■ **Description of the task**:
Wherever "addi" turns up in a line of the entries below, that line counts. Say how many such lines there are, with no other words.

** Given data follows **

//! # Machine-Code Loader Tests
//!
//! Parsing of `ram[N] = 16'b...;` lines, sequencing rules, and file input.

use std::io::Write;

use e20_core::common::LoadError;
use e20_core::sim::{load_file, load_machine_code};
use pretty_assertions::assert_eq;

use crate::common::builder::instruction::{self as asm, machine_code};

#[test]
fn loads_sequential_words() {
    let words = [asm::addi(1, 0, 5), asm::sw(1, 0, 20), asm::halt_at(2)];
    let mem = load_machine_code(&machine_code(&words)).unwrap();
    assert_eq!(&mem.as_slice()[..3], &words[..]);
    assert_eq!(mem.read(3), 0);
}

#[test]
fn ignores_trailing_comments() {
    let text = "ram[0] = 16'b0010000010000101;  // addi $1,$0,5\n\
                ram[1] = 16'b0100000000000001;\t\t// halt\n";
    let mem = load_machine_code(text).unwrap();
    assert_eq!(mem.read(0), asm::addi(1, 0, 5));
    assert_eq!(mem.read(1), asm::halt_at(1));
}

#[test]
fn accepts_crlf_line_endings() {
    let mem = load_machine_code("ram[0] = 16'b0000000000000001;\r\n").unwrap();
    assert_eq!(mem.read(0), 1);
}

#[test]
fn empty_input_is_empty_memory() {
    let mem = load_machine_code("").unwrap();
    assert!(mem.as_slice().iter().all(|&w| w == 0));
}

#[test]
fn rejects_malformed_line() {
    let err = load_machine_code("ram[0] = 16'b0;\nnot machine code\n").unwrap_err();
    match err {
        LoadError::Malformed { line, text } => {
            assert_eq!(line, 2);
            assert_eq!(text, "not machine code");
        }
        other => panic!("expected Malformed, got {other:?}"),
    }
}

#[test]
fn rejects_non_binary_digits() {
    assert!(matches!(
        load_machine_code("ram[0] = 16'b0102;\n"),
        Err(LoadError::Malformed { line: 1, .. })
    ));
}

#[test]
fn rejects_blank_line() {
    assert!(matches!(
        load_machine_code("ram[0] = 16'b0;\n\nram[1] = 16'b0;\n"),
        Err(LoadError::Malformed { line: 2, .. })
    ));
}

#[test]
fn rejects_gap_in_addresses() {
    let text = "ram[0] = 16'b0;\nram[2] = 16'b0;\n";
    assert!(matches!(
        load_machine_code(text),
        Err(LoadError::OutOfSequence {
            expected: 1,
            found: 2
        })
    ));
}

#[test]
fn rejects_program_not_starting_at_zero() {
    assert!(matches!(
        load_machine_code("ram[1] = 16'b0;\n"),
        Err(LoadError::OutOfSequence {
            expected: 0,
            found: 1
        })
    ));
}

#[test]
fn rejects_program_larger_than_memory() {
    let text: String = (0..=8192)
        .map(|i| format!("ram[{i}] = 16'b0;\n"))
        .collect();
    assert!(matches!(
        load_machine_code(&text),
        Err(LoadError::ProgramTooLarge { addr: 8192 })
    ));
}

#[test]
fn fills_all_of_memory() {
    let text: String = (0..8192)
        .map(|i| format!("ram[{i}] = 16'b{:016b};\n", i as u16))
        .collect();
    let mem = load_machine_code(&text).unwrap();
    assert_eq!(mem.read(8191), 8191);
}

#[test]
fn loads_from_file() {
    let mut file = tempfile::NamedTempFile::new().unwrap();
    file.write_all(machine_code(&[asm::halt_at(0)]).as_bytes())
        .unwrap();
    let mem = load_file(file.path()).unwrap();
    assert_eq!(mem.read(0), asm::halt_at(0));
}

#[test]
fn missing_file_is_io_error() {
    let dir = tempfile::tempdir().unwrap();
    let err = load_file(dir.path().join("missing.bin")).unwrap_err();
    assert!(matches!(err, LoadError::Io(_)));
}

** End of Given data **

■ **Expected answer**:
3